_What the exercise asks_
Only the lines from the start of the entries through the line with "pub fn handle_add(ctx: &AppContext, args: &AddArgs)" are wanted; please output them exactly.

_Dataset records_
__________________________________________________
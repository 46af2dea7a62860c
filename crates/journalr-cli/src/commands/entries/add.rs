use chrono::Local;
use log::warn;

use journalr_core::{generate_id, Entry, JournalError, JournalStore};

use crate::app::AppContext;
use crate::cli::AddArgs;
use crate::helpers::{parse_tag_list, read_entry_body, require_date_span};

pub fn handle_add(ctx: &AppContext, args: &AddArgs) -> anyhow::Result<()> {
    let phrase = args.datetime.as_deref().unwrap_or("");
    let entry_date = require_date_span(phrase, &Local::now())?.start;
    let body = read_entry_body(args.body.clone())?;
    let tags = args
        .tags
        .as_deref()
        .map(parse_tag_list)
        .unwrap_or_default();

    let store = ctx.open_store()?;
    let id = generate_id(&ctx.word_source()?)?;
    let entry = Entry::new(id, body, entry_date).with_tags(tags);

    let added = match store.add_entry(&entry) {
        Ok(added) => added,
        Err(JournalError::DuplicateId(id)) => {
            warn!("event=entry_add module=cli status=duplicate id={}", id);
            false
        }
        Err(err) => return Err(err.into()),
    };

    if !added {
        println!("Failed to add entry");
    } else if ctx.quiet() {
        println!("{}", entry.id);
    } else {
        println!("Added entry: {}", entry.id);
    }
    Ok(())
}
__________________________________________________
_Your response_
repository 46af2dea7a62860c
filename crates/journalr-cli/src/commands/entries/add.rs
use chrono::Local;
use log::warn;

use journalr_core::{generate_id, Entry, JournalError, JournalStore};

use crate::app::AppContext;
use crate::cli::AddArgs;
use crate::helpers::{parse_tag_list, read_entry_body, require_date_span};

pub fn handle_add(ctx: &AppContext, args: &AddArgs) -> anyhow::Result<()> {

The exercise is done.